Outpatient surgery or day surgery can reduce the cost of hospitalization, optimize institutional resources [15] and provide healthcare services at high quality standards with safety and efficacy.

Our findings emphasize the benefits of using deep neuromuscular block compared to M-NMB.

Limitations

This trial has several limitations.

Firstly, it is a single-center and slightly generalizable study.

Secondly, it does not evaluate the medium- and long-term effects of deep neuromuscular block on post-operative implications (e.g., post-operative pain at 3, 6, 12, 24, and 36 h after surgery, time for resumed intestinal canalization, time for patient mobilization).

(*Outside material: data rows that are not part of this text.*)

// ============================
// olympiad-backend-lib/src/store/memory.rs
// ============================
//! In-memory store implementation, used by tests and the demo binary.

use async_trait::async_trait;
use chrono::{DateTime, Utc};
use olympiad_common::{EnrollmentView, RoleView};
use std::collections::{BTreeMap, HashMap};
use tokio::sync::RwLock;

use super::{permission_granted, EnrollmentStore, RoleDefinition, RoleStore, StoredUser, UserStore};

/// Links a user to a role, with the grant timestamp.
#[derive(Debug, Clone)]
struct RoleAssignment {
    user_id: i64,
    role_name: String,
    #[allow(dead_code)]
    assigned_at: DateTime<Utc>,
}

/// Hash-map-backed implementation of every store trait.
#[derive(Default)]
pub struct MemoryStore {
    users: RwLock<HashMap<i64, StoredUser>>,
    roles: RwLock<BTreeMap<String, RoleDefinition>>,
    assignments: RwLock<Vec<RoleAssignment>>,
    enrollments: RwLock<Vec<EnrollmentView>>,
}

impl MemoryStore {
    pub fn new() -> Self {
        Self::default()
    }

    pub async fn add_user(&self, user: StoredUser) {
        self.users.write().await.insert(user.user_id, user);
    }

    /// Define (or redefine) a role with its raw permission map.
    pub async fn upsert_role(&self, name: &str, permissions: RoleDefinition) {
        self.roles.write().await.insert(name.to_string(), permissions);
    }

    pub async fn assign_role(&self, user_id: i64, role_name: &str) {
        self.assignments.write().await.push(RoleAssignment {
            user_id,
            role_name: role_name.to_string(),
            assigned_at: Utc::now(),
        });
    }

    pub async fn add_enrollment(&self, enrollment: EnrollmentView) {
        self.enrollments.write().await.push(enrollment);
    }
}

#[async_trait]
impl UserStore for MemoryStore {
    async fn find_by_username_or_email(
        &self,
        needle: &str,
    ) -> anyhow::Result<Option<StoredUser>> {
        let users = self.users.read().await;
        Ok(users
            .values()
            .find(|u| u.username == needle || u.email == needle)
            .cloned())
    }

    async fn find_by_id(&self, user_id: i64) -> anyhow::Result<Option<StoredUser>> {
        Ok(self.users.read().await.get(&user_id).cloned())
    }

    async fn set_password_hash(&self, user_id: i64, hash: String) -> anyhow::Result<bool> {
        let mut users = self.users.write().await;
        match users.get_mut(&user_id) {
            Some(user) => {
                user.password_hash = hash;
                Ok(true)
            }
            None => Ok(false),
        }
    }
}

#[async_trait]
impl RoleStore for MemoryStore {
    async fn roles_for_user(
        &self,
        user_id: i64,
    ) -> anyhow::Result<HashMap<String, RoleDefinition>> {
        let assignments = self.assignments.read().await;
        let roles = self.roles.read().await;

        let mut result = HashMap::new();
        for assignment in assignments.iter().filter(|a| a.user_id == user_id) {
            if let Some(permissions) = roles.get(&assignment.role_name) {
                result.insert(assignment.role_name.clone(), permissions.clone());
            }
        }
        Ok(result)
    }

    async fn list_roles(&self) -> anyhow::Result<Vec<RoleView>> {
        let roles = self.roles.read().await;
        Ok(roles
            .iter()
            .map(|(name, permissions)| RoleView {
                name: name.clone(),
                permissions: permissions
                    .iter()
                    .map(|(k, v)| (k.clone(), permission_granted(v)))
                    .collect(),
            })
            .collect())
    }
}

#[async_trait]
impl EnrollmentStore for MemoryStore {
    async fn list_enrollments(&self) -> anyhow::Result<Vec<EnrollmentView>> {
        Ok(self.enrollments.read().await.clone())
    }
}

#[cfg(test)]
mod tests {
    use super::*;
    use serde_json::json;

    fn user(id: i64, username: &str, email: &str) -> StoredUser {
        StoredUser {
            user_id: id,
            name: format!("User {id}"),
            username: username.to_string(),
            email: email.to_string(),
            password_hash: "hash".to_string(),
        }
    }

    #[tokio::test]
    async fn lookup_by_username_or_email() {
        let store = MemoryStore::new();
        store.add_user(user(1, "alice", "alice@example.com")).await;

        let by_name = store.find_by_username_or_email("alice").await.unwrap();
        assert_eq!(by_name.unwrap().user_id, 1);

        let by_email = store
            .find_by_username_or_email("alice@example.com")
            .await
            .unwrap();
        assert_eq!(by_email.unwrap().user_id, 1);

        assert!(store
            .find_by_username_or_email("bob")
            .await
            .unwrap()
            .is_none());
    }

    #[tokio::test]
    async fn roles_aggregate_per_user() {
        let store = MemoryStore::new();
        store.add_user(user(1, "alice", "alice@example.com")).await;
        store
            .upsert_role("Admin", HashMap::from([("Manage".to_string(), json!(true))]))
            .await;
        store
            .upsert_role(
                "Student",
                HashMap::from([("Enroll".to_string(), json!(true))]),
            )
            .await;
        store.assign_role(1, "Admin").await;
        store.assign_role(1, "Student").await;
        store.assign_role(2, "Student").await;

        let roles = store.roles_for_user(1).await.unwrap();
        assert_eq!(roles.len(), 2);
        assert!(roles.contains_key("Admin"));
        assert!(roles.contains_key("Student"));

        let roles = store.roles_for_user(2).await.unwrap();
        assert_eq!(roles.len(), 1);

        assert!(store.roles_for_user(99).await.unwrap().is_empty());
    }

    #[tokio::test]
    async fn listed_roles_coerce_permission_values() {
        let store = MemoryStore::new();
        store
            .upsert_role(
                "Judge",
                HashMap::from([
                    ("Score".to_string(), json!(true)),
                    ("Publish".to_string(), json!("yes")),
                ]),
            )
            .await;

        let listed = store.list_roles().await.unwrap();
        assert_eq!(listed.len(), 1);
        assert_eq!(listed[0].permissions["Score"], true);
        assert_eq!(listed[0].permissions["Publish"], false);
    }

    #[tokio::test]
    async fn password_hash_update() {
        let store = MemoryStore::new();
        store.add_user(user(1, "alice", "alice@example.com")).await;

        assert!(store.set_password_hash(1, "new-hash".to_string()).await.unwrap());
        let stored = store.find_by_id(1).await.unwrap().unwrap();
        assert_eq!(stored.password_hash, "new-hash");

        assert!(!store.set_password_hash(99, "x".to_string()).await.unwrap());
    }
}
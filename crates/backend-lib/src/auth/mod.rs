// ============================
// olympiad-backend-lib/src/auth/mod.rs
// ============================
//! Authentication module.

pub mod jwt;
pub mod password;
pub mod reset;
mod service;

pub use jwt::{Claims, JwtHelper, RolePermissions};
pub use password::{hash_password, validate_password_strength, verify_password};
pub use reset::ResetTokenStore;
pub use service::{AuthService, DefaultAuth, LoginOutcome, PasswordCheck};

#[cfg(test)]
mod service_tests;
// ============================
// olympiad-backend-lib/src/handlers/mod.rs
// ============================
//! HTTP handlers.

pub mod auth;
pub mod catalog;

Moreover, patients’ demographic characteristics and comorbidities are not completely balanced between the two groups.

Conclusions

Deep neuromuscular block guarantees better intraoperative surgical condition and fewer postoperative complications during gynecological laparoscopic surgery as demonstrated by this trial.

The surgical team evaluated surgical field with deeper muscle relaxation as the best.

The rate of intraoperative hemodynamic and respiratory complications (hemodynamic instability and peak airway pressure) was lower in the deep block group.

VAS, PONV, itching, and time to discharge from PACU were lower in the experimental group than in the control group.

Therefore, deep neuromuscular block optimizes intra- and post-operative conditions and improves patients’ comfort.

Future large, multicenter trials are needed to confirm our findings.